Woodburn K R, Murtagh A, Breslin P, Reid A W, Leiberman D P, Gilmour D G, Pollock J G
Unit for Peripheral Vascular Surgery, Royal Infirmary, Glasgow, UK.
Br J Surg. 1995 Sep;82(9):1222-5. doi: 10.1002/bjs.1800820922.
Seventy consecutive patients with infrainguinal bypass grafts entered a 1-year graft surveillance programme involving colour duplex scanning, direct graft insonation and computer-assisted impedance analysis. Graft patients with a positive duplex scan, high frequencies on graft insonation or an impedance value above 0.50 subsequently underwent arteriography. Sixteen patients were excluded before the initial surveillance visit. The 54 remaining patients with grafts (30 vein, 24 synthetic) underwent a total of 137 surveillance visits, with 21 grafts confirmed to be 'at risk'. The sensitivity of an impedance value above 0.55 in identifying these grafts was 86 per cent, rising to 95 per cent when combined with graft insonation. Duplex scanning did not identify any abnormalities in 11 grafts that were either shown by arteriography to be 'at risk' or occluded before arteriography. Impedance measurement and graft insonation are simple screening techniques with a high sensitivity (when combined), which identify 'at risk' infrainguinal grafts. Positive graft insonation or an impedance value over 0.55 will identify all 'at risk' vein grafts while minimizing the number of unnecessary arteriograms.

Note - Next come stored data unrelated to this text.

//! Criterion benchmarks for the SIMD scan primitives (C1).
//!
//! Run with:
//!   cargo bench --bench simd

use criterion::{black_box, criterion_group, criterion_main, BenchmarkId, Criterion, Throughput};
use xsearch::simd::{find_char, find_substr, to_lower_ascii};

fn haystack(size: usize) -> Vec<u8> {
    let mut data = vec![b'x'; size];
    // Plant a needle near the end so every scan walks almost the full length.
    let tail = b"NEEDLE";
    let at = size.saturating_sub(tail.len() + 1);
    data[at..at + tail.len()].copy_from_slice(tail);
    data
}

fn bench_find_char(c: &mut Criterion) {
    let mut group = c.benchmark_group("find_char");
    for &size in &[256usize, 4096, 1 << 20] {
        let data = haystack(size);
        group.throughput(Throughput::Bytes(size as u64));
        group.bench_with_input(BenchmarkId::new("find_char", size), &data, |b, data| {
            b.iter(|| find_char(black_box(data), b'E'))
        });
    }
    group.finish();
}

fn bench_find_substr(c: &mut Criterion) {
    let mut group = c.benchmark_group("find_substr");
    for &size in &[256usize, 4096, 1 << 20] {
        let data = haystack(size);
        group.throughput(Throughput::Bytes(size as u64));
        group.bench_with_input(BenchmarkId::new("find_substr", size), &data, |b, data| {
            b.iter(|| find_substr(black_box(data), b"NEEDLE"))
        });
    }
    group.finish();
}

fn bench_to_lower_ascii(c: &mut Criterion) {
    let mut group = c.benchmark_group("to_lower_ascii");
    for &size in &[256usize, 4096, 1 << 20] {
        group.throughput(Throughput::Bytes(size as u64));
        group.bench_with_input(BenchmarkId::new("to_lower_ascii", size), &size, |b, &size| {
            b.iter_batched(
                || vec![b'A'; size],
                |mut data| to_lower_ascii(black_box(&mut data)),
                criterion::BatchSize::SmallInput,
            )
        });
    }
    group.finish();
}

criterion_group!(benches, bench_find_char, bench_find_substr, bench_to_lower_ascii);
criterion_main!(benches);
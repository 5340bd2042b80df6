//! LZ4 block compression and decompression.
//!
//! This module contains the core LZ4 block-format engine, used here as the
//! one-shot codec backing [`crate::codec`]'s `Compression::Lz4` arm. The
//! streaming and HC variants the reference port also carried are not needed
//! by a per-chunk compress-once/decompress-once pipeline and were dropped.

pub mod compress;
pub mod decompress_api;
pub mod decompress_core;
pub mod types;

// Re-export the items codec.rs and error.rs actually consume.
pub use compress::{compress_bound, compress_default, Lz4Error};
pub use decompress_api::{decompress_safe, BlockDecompressError};
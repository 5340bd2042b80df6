//! One-shot per-chunk compress/decompress, dispatched on [`Compression`].
//!
//! LZ4 reuses the block-format engine's own one-shot `compress_default` /
//! `decompress_safe` functions directly — no new LZ4 dependency is needed.
//! Zstandard goes through the external `zstd` crate's simple buffer API.

use crate::block::compress::compress_bound;
use crate::error::{Error, Result};
use crate::meta::Compression;

/// LZ4's block format encodes sizes as a signed 32-bit int; a chunk whose
/// compressed bound would overflow that cannot be compressed as one block.
pub const LZ4_MAX_CHUNK_SIZE: usize = i32::MAX as usize;

pub fn compress(data: &[u8], compression: Compression, level: i32) -> Result<Vec<u8>> {
    match compression {
        Compression::None | Compression::Unknown => Ok(data.to_vec()),
        Compression::Lz4 => {
            if data.len() > LZ4_MAX_CHUNK_SIZE {
                return Err(Error::compression(
                    "lz4",
                    format!("chunk of {} bytes exceeds LZ4's INT_MAX framing limit", data.len()),
                ));
            }
            let bound = compress_bound(data.len() as i32);
            if bound <= 0 {
                return Err(Error::compression("lz4", "input too large for LZ4 block format"));
            }
            let mut dst = vec![0u8; bound as usize];
            let written = crate::block::compress::compress_default(data, &mut dst)?;
            dst.truncate(written);
            Ok(dst)
        }
        Compression::Zstd => {
            zstd::encode_all(data, level).map_err(|e| Error::compression("zstd", e.to_string()))
        }
    }
}

pub fn decompress(data: &[u8], compression: Compression, original_size: usize) -> Result<Vec<u8>> {
    match compression {
        Compression::None | Compression::Unknown => Ok(data.to_vec()),
        Compression::Lz4 => {
            let mut dst = vec![0u8; original_size];
            let written = crate::block::decompress_api::decompress_safe(data, &mut dst)?;
            if written != original_size {
                return Err(Error::compression(
                    "lz4",
                    format!("decoded {written} bytes, expected {original_size}"),
                ));
            }
            Ok(dst)
        }
        Compression::Zstd => {
            let out = zstd::decode_all(data).map_err(|e| Error::compression("zstd", e.to_string()))?;
            if out.len() != original_size {
                return Err(Error::compression(
                    "zstd",
                    format!("decoded {} bytes, expected {original_size}", out.len()),
                ));
            }
            Ok(out)
        }
    }
}

#[cfg(test)]
mod tests {
    use super::*;

    #[test]
    fn lz4_round_trip() {
        let data = b"the quick brown fox jumps over the lazy dog".repeat(50);
        let compressed = compress(&data, Compression::Lz4, 1).unwrap();
        let decompressed = decompress(&compressed, Compression::Lz4, data.len()).unwrap();
        assert_eq!(decompressed, data);
    }

    #[test]
    fn zstd_round_trip() {
        let data = b"the quick brown fox jumps over the lazy dog".repeat(50);
        let compressed = compress(&data, Compression::Zstd, 3).unwrap();
        let decompressed = decompress(&compressed, Compression::Zstd, data.len()).unwrap();
        assert_eq!(decompressed, data);
    }

    #[test]
    fn none_is_identity() {
        let data = b"raw bytes".to_vec();
        let compressed = compress(&data, Compression::None, 0).unwrap();
        assert_eq!(compressed, data);
        let decompressed = decompress(&compressed, Compression::None, data.len()).unwrap();
        assert_eq!(decompressed, data);
    }
}
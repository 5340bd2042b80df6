//! The thread-safe, optionally ordered result aggregate (§4.8).
//!
//! Two flavors share one shape: a mutex-guarded buffer plus a condition
//! variable, a `done` flag, and a blocking iterator that yields whatever has
//! accumulated so far and ends once the aggregate is both drained and
//! marked done.
//!
//! - [`CountResult`] — a scalar `u64` sum (`count matches` / `count lines`).
//! - [`ContainerResult<T>`] — a `Vec<T>` that appends each worker's partial
//!   vector. In its *ordered* flavor, partials that arrive out of
//!   `chunk_index` order are buffered in a side table and drained once the
//!   expected index catches up — this is what lets the CLI print matches in
//!   file order regardless of which worker thread found them.

use std::collections::HashMap;
use std::sync::{Condvar, Mutex};

/// The typed output of searching one chunk (§3 `PartialResult`).
#[derive(Debug, Clone, PartialEq)]
pub enum PartialResult {
    Count(u64),
    MatchByteOffsets(Vec<u64>),
    LineByteOffsets(Vec<u64>),
    LineIndices(Vec<u64>),
    Lines(Vec<String>),
}

impl PartialResult {
    /// Unwraps the scalar count, for the two modes that produce one.
    pub fn into_count(self) -> u64 {
        match self {
            PartialResult::Count(n) => n,
            other => panic!("expected PartialResult::Count, got {other:?}"),
        }
    }
}

/// A scalar `u64` accumulator for `count matches` / `count lines` mode.
pub struct CountResult {
    state: Mutex<CountState>,
    cv: Condvar,
}

struct CountState {
    sum: u64,
    deltas: Vec<u64>,
    yielded: usize,
    done: bool,
}

impl CountResult {
    pub fn new() -> Self {
        CountResult {
            state: Mutex::new(CountState { sum: 0, deltas: Vec::new(), yielded: 0, done: false }),
            cv: Condvar::new(),
        }
    }

    pub fn add(&self, delta: u64) {
        let mut s = self.state.lock().expect("count result mutex poisoned");
        s.sum += delta;
        s.deltas.push(delta);
        self.cv.notify_all();
    }

    pub fn done(&self) {
        let mut s = self.state.lock().expect("count result mutex poisoned");
        s.done = true;
        self.cv.notify_all();
    }

    pub fn total(&self) -> u64 {
        self.state.lock().expect("count result mutex poisoned").sum
    }

    /// Blocks until at least one more delta has arrived or the aggregate is
    /// done with nothing left to yield.
    pub fn next_blocking(&self) -> Option<u64> {
        let mut s = self.state.lock().expect("count result mutex poisoned");
        loop {
            if s.yielded < s.deltas.len() {
                let v = s.deltas[s.yielded];
                s.yielded += 1;
                return Some(v);
            }
            if s.done {
                return None;
            }
            s = self.cv.wait(s).expect("count result mutex poisoned");
        }
    }
}

impl Default for CountResult {
    fn default() -> Self {
        Self::new()
    }
}

/// Blocking iterator over a [`CountResult`]'s deltas, as they are added.
pub struct CountIter<'a>(&'a CountResult);

impl Iterator for CountIter<'_> {
    type Item = u64;
    fn next(&mut self) -> Option<u64> {
        self.0.next_blocking()
    }
}

impl CountResult {
    pub fn iter(&self) -> CountIter<'_> {
        CountIter(self)
    }
}

/// A `Vec<T>` accumulator for the four non-scalar search modes.
pub struct ContainerResult<T> {
    ordered: bool,
    state: Mutex<ContainerState<T>>,
    cv: Condvar,
}

struct ContainerState<T> {
    committed: Vec<T>,
    yielded: usize,
    pending: HashMap<u64, Vec<T>>,
    next_chunk_index: u64,
    done: bool,
}

impl<T> ContainerResult<T> {
    pub fn new(ordered: bool) -> Self {
        ContainerResult {
            ordered,
            state: Mutex::new(ContainerState {
                committed: Vec::new(),
                yielded: 0,
                pending: HashMap::new(),
                next_chunk_index: 0,
                done: false,
            }),
            cv: Condvar::new(),
        }
    }

    /// Appends a partial without any ordering requirement.
    pub fn add(&self, partial: Vec<T>) {
        let mut s = self.state.lock().expect("container result mutex poisoned");
        s.committed.extend(partial);
        self.cv.notify_all();
    }

    /// Appends a partial, buffering it if `chunk_index` is not yet next in
    /// line; drains the buffer forward as far as it now can.
    pub fn add_ordered(&self, partial: Vec<T>, chunk_index: u64) {
        let mut s = self.state.lock().expect("container result mutex poisoned");
        if !self.ordered {
            s.committed.extend(partial);
            self.cv.notify_all();
            return;
        }
        if chunk_index == s.next_chunk_index {
            s.committed.extend(partial);
            s.next_chunk_index += 1;
            while let Some(next) = s.pending.remove(&s.next_chunk_index) {
                s.committed.extend(next);
                s.next_chunk_index += 1;
            }
        } else {
            s.pending.insert(chunk_index, partial);
        }
        self.cv.notify_all();
    }

    pub fn done(&self) {
        let mut s = self.state.lock().expect("container result mutex poisoned");
        s.done = true;
        self.cv.notify_all();
    }

    /// Number of items committed (in order) so far.
    pub fn size(&self) -> usize {
        self.state.lock().expect("container result mutex poisoned").committed.len()
    }

    pub fn next_blocking(&self) -> Option<T>
    where
        T: Clone,
    {
        let mut s = self.state.lock().expect("container result mutex poisoned");
        loop {
            if s.yielded < s.committed.len() {
                let v = s.committed[s.yielded].clone();
                s.yielded += 1;
                return Some(v);
            }
            if s.done {
                return None;
            }
            s = self.cv.wait(s).expect("container result mutex poisoned");
        }
    }

    /// Consumes the aggregate, returning everything committed in order.
    /// Callers should ensure `done()` has been observed (e.g. by joining the
    /// executor) before calling this, or the result may be a truncated prefix.
    pub fn into_vec(self) -> Vec<T> {
        self.state.into_inner().expect("container result mutex poisoned").committed
    }
}

/// Blocking iterator over a [`ContainerResult`]'s committed items, in
/// `chunk_index` order when the aggregate is ordered.
pub struct ContainerIter<'a, T>(&'a ContainerResult<T>);

impl<T: Clone> Iterator for ContainerIter<'_, T> {
    type Item = T;
    fn next(&mut self) -> Option<T> {
        self.0.next_blocking()
    }
}

impl<T> ContainerResult<T> {
    pub fn iter(&self) -> ContainerIter<'_, T> {
        ContainerIter(self)
    }
}
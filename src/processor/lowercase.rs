//! Unordered in-place ASCII lowercasing, backed by [`crate::simd::to_lower_ascii`].

use crate::chunk::Chunk;
use crate::error::Result;
use crate::simd::to_lower_ascii;

use super::InplaceProcessor;

/// Lowercases a chunk's buffer in place so a case-insensitive literal search
/// can run as a plain literal SIMD scan against an already-lowercased
/// pattern, instead of paying for a regex engine.
pub struct AsciiToLower;

impl InplaceProcessor for AsciiToLower {
    fn process(&self, chunk: &mut Chunk) -> Result<()> {
        chunk.ensure_owned();
        if let Some(buf) = chunk.as_mut_slice() {
            to_lower_ascii(buf);
        }
        Ok(())
    }
}

#[cfg(test)]
mod tests {
    use super::*;
    use crate::chunk::ChunkMeta;

    #[test]
    fn lowercases_mapped_chunk_in_place() {
        let meta = ChunkMeta::uncompressed(0, 0, 5);
        let mut chunk = Chunk::from_vec(b"HeLLo".to_vec(), meta);
        AsciiToLower.process(&mut chunk).unwrap();
        assert_eq!(chunk.as_slice(), b"hello");
    }

    #[test]
    fn is_unordered() {
        assert!(!AsciiToLower.is_ordered());
    }
}
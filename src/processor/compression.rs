//! The compression/decompression `InplaceProcessor`s.
//!
//! Decompression is unordered: each chunk's `actual_size` at `actual_offset`
//! came straight from its own `ChunkMeta` record, so decoding one chunk never
//! depends on another having been decoded first. Compression (preprocessing)
//! is ordered: the compressed companion file is a flat concatenation with no
//! per-chunk framing of its own, so a chunk's `actual_offset` can only be
//! known once every earlier chunk's encoded size has been committed — hence
//! the [`super::barrier::OrderedBarrier`] keyed on `chunk_index`.

use std::sync::atomic::{AtomicU64, Ordering};

use crate::chunk::Chunk;
use crate::codec;
use crate::error::{Error, Result};
use crate::meta::Compression;

use super::barrier::OrderedBarrier;
use super::InplaceProcessor;

/// Unordered: decodes `chunk.as_slice()` (the on-disk, possibly-compressed
/// bytes) into a fresh buffer of `chunk.meta.original_size` bytes, then
/// folds `actual_*` back onto `original_*` since the chunk is now logically
/// uncompressed.
pub struct Decompressor {
    pub compression: Compression,
}

impl InplaceProcessor for Decompressor {
    fn process(&self, chunk: &mut Chunk) -> Result<()> {
        if self.compression == Compression::None || self.compression == Compression::Unknown {
            return Ok(());
        }
        let decoded = codec::decompress(
            chunk.as_slice(),
            self.compression,
            chunk.meta.original_size as usize,
        )
        .map_err(|e| match e {
            Error::Compression { codec, reason } => Error::Compression {
                codec,
                reason: format!("chunk {}: {reason}", chunk.meta.chunk_index),
            },
            other => other,
        })?;
        chunk.replace_owned(decoded);
        chunk.meta.actual_offset = chunk.meta.original_offset;
        chunk.meta.actual_size = chunk.meta.original_size;
        Ok(())
    }
}

/// Ordered: encodes the chunk, waits for its `chunk_index` to come up, then
/// claims the next slice of the flat companion file via `running_offset`.
pub struct Compressor {
    pub compression: Compression,
    pub level: i32,
    barrier: OrderedBarrier,
    running_offset: AtomicU64,
}

impl Compressor {
    pub fn new(compression: Compression, level: i32) -> Self {
        Compressor {
            compression,
            level,
            barrier: OrderedBarrier::new(),
            running_offset: AtomicU64::new(0),
        }
    }
}

impl InplaceProcessor for Compressor {
    fn process(&self, chunk: &mut Chunk) -> Result<()> {
        let original_offset = chunk.meta.original_offset;
        let original_size = chunk.meta.original_size;
        let encoded = codec::compress(chunk.as_slice(), self.compression, self.level)?;
        let encoded_size = encoded.len() as u64;

        self.barrier.wait_until(chunk.meta.chunk_index);
        let actual_offset = self.running_offset.load(Ordering::SeqCst);
        self.running_offset.store(actual_offset + encoded_size, Ordering::SeqCst);
        self.barrier.advance();

        chunk.meta.original_offset = original_offset;
        chunk.meta.original_size = original_size;
        chunk.meta.actual_offset = actual_offset;
        chunk.meta.actual_size = encoded_size;
        chunk.replace_owned(encoded);
        Ok(())
    }

    fn is_ordered(&self) -> bool {
        true
    }
}

#[cfg(test)]
mod tests {
    use super::*;
    use crate::chunk::ChunkMeta;
    use std::sync::Arc;
    use std::thread;

    #[test]
    fn decompressor_roundtrips_lz4_chunk() {
        let data = b"the quick brown fox jumps over the lazy dog".repeat(20);
        let compressed = codec::compress(&data, Compression::Lz4, 1).unwrap();
        let meta = ChunkMeta {
            chunk_index: 0,
            original_offset: 0,
            original_size: data.len() as u64,
            actual_offset: 0,
            actual_size: compressed.len() as u64,
            line_mapping: Vec::new(),
        };
        let mut chunk = Chunk::from_vec(compressed, meta);
        Decompressor { compression: Compression::Lz4 }.process(&mut chunk).unwrap();
        assert_eq!(chunk.as_slice(), data.as_slice());
        assert_eq!(chunk.meta.actual_size, chunk.meta.original_size);
    }

    #[test]
    fn decompressor_none_is_noop() {
        let meta = ChunkMeta::uncompressed(0, 0, 4);
        let mut chunk = Chunk::from_vec(b"abcd".to_vec(), meta);
        Decompressor { compression: Compression::None }.process(&mut chunk).unwrap();
        assert_eq!(chunk.as_slice(), b"abcd");
    }

    #[test]
    fn compressor_assigns_offsets_in_chunk_index_order_under_reversed_arrival() {
        let compressor = Arc::new(Compressor::new(Compression::Lz4, 1));
        let results = Arc::new(std::sync::Mutex::new(Vec::new()));
        let mut handles = Vec::new();
        for idx in (0..4u64).rev() {
            let compressor = Arc::clone(&compressor);
            let results = Arc::clone(&results);
            handles.push(thread::spawn(move || {
                let meta = ChunkMeta::uncompressed(idx, idx * 10, 10);
                let mut chunk = Chunk::from_vec(vec![b'a'; 10], meta);
                compressor.process(&mut chunk).unwrap();
                results.lock().unwrap().push((idx, chunk.meta.actual_offset));
            }));
        }
        for h in handles {
            h.join().unwrap();
        }
        let mut got = results.lock().unwrap().clone();
        got.sort_by_key(|(idx, _)| *idx);
        // actual_offset must be strictly increasing with chunk_index.
        for w in got.windows(2) {
            assert!(w[0].1 < w[1].1);
        }
    }
}
//! `xgrep` — the search-time CLI front end over C1-C8 (§6).

use std::process::ExitCode;
use std::sync::Arc;

use clap::Parser;

use xsearch::cli::{self, XgrepArgs};
use xsearch::config::{DEFAULT_ANCHOR_DISTANCE, DEFAULT_MAX_OVERSIZE, MMAP_MIN_SIZE};
use xsearch::error::{Error, Result};
use xsearch::executor::{Executor, SearchResults};
use xsearch::meta::{Compression, MetaReader};
use xsearch::processor::{AsciiToLower, Decompressor, InplaceProcessor, NewLineIndexer};
use xsearch::provider::{BlockProvider, DataProvider, MappedBlockProvider, MetaMappedProvider, MetaStreamProvider};
use xsearch::searcher::{SearchMode, Searcher};

fn main() -> ExitCode {
    let args = match XgrepArgs::try_parse() {
        Ok(args) => args,
        Err(e) => {
            let _ = e.print();
            // clap reserves 0 for --help/--version; anything else is a usage
            // error, which §6 maps to exit 1 rather than clap's own default.
            return ExitCode::from(if e.exit_code() == 0 { 0 } else { 1 });
        }
    };
    cli::apply_verbosity(args.quiet, args.verbose);

    match run(&args) {
        Ok(code) => ExitCode::from(code as u8),
        // A malformed --fixed-strings-less regex is a usage error (exit 1);
        // everything else (I/O, a corrupt metafile, a codec failure) is 2.
        Err(e @ Error::Contract { .. }) => {
            cli::report_error("xgrep", &e);
            ExitCode::from(1)
        }
        Err(e) => ExitCode::from(cli::report_error("xgrep", &e) as u8),
    }
}

fn run(args: &XgrepArgs) -> Result<i32> {
    let options = cli::build_search_options(args);
    let mode = cli::resolve_search_mode(args);

    // Built in §4.5 pipeline order: decompress (if the metafile says the
    // source is compressed) before anything else touches the bytes, then
    // the ASCII fast-path lowercase, then line-mapping.
    let mut processors: Vec<Arc<dyn InplaceProcessor>> = Vec::new();

    let provider: Arc<dyn DataProvider> = if let Some(metafile) = &args.metafile {
        let reader = MetaReader::open(metafile)?;
        if !matches!(reader.compression, Compression::None | Compression::Unknown) {
            processors.push(Arc::new(Decompressor { compression: reader.compression }));
        }
        // ASCII fast path (§4.6, §9): case-insensitive + non-utf8 means the
        // CLI picked a fixed-string, all-ASCII pattern, so lowercase the
        // (now-decompressed) chunk data here and let the searcher match a
        // pre-lowercased literal instead of paying for a regex engine.
        if options.ignore_case && !options.regex && !options.utf8 {
            processors.push(Arc::new(AsciiToLower));
        }
        if options.use_mmap {
            Arc::new(MetaMappedProvider::open(&args.file, reader, options.max_readers, MMAP_MIN_SIZE)?)
        } else {
            Arc::new(MetaStreamProvider::open(&args.file, reader, options.max_readers)?)
        }
    } else {
        // No compressed source to decompress first; the ASCII fast path
        // still lowercases ahead of line-mapping, matching the order above.
        if options.ignore_case && !options.regex && !options.utf8 {
            processors.push(Arc::new(AsciiToLower));
        }
        // Without a metafile no chunk carries line-mapping anchors; build
        // them on the fly when the requested mode needs them.
        if mode == SearchMode::LineIndices {
            processors.push(Arc::new(NewLineIndexer::new(DEFAULT_ANCHOR_DISTANCE)));
        }
        if options.use_mmap {
            Arc::new(MappedBlockProvider::open(&args.file, options.chunk_size, DEFAULT_MAX_OVERSIZE)?)
        } else {
            Arc::new(BlockProvider::open(&args.file, options.chunk_size, DEFAULT_MAX_OVERSIZE)?)
        }
    };

    let searcher = Arc::new(Searcher::new(&options.pattern, options.regex, options.ignore_case, options.utf8, mode)?);
    let exec = Executor::spawn(provider, processors, searcher, mode, options.num_threads, true);
    let result = exec.join()?;
    Ok(print_results(&result))
}

/// Streams the ordered result straight to stdout as it drains, then returns
/// the exit code: count modes always succeed; the remaining modes exit 1 on
/// zero results, matching grep's own "no lines selected" convention.
fn print_results(result: &SearchResults) -> i32 {
    match result {
        SearchResults::Count(r) => {
            println!("{}", r.total());
            0
        }
        SearchResults::Offsets(r) => {
            let mut any = false;
            for offset in r.iter() {
                any = true;
                println!("{offset}");
            }
            if any {
                0
            } else {
                1
            }
        }
        SearchResults::Lines(r) => {
            let mut any = false;
            for line in r.iter() {
                any = true;
                print!("{line}");
                if !line.ends_with('\n') {
                    println!();
                }
            }
            if any {
                0
            } else {
                1
            }
        }
    }
}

70例连续接受股下旁路移植术的患者进入了一项为期1年的移植血管监测计划,该计划包括彩色双功扫描、直接移植血管听诊和计算机辅助阻抗分析。双功扫描呈阳性、移植血管听诊出现高频或阻抗值高于0.50的移植血管患者随后接受了动脉造影。16例患者在首次监测前被排除。其余54例接受移植血管的患者(30例静脉移植血管、24例人工血管)共接受了137次监测,其中21条移植血管被确认为“有风险”。阻抗值高于0.55识别这些移植血管的敏感性为86%,与移植血管听诊相结合时升至95%。双功扫描未发现11条移植血管有任何异常,而这些移植血管经动脉造影显示为“有风险”或在动脉造影前已闭塞。阻抗测量和移植血管听诊是简单的筛查技术,敏感性较高(两者结合时),可识别有风险的股下移植血管。移植血管听诊呈阳性或阻抗值超过0.55将识别所有有风险的静脉移植血管,同时尽量减少不必要的动脉造影数量。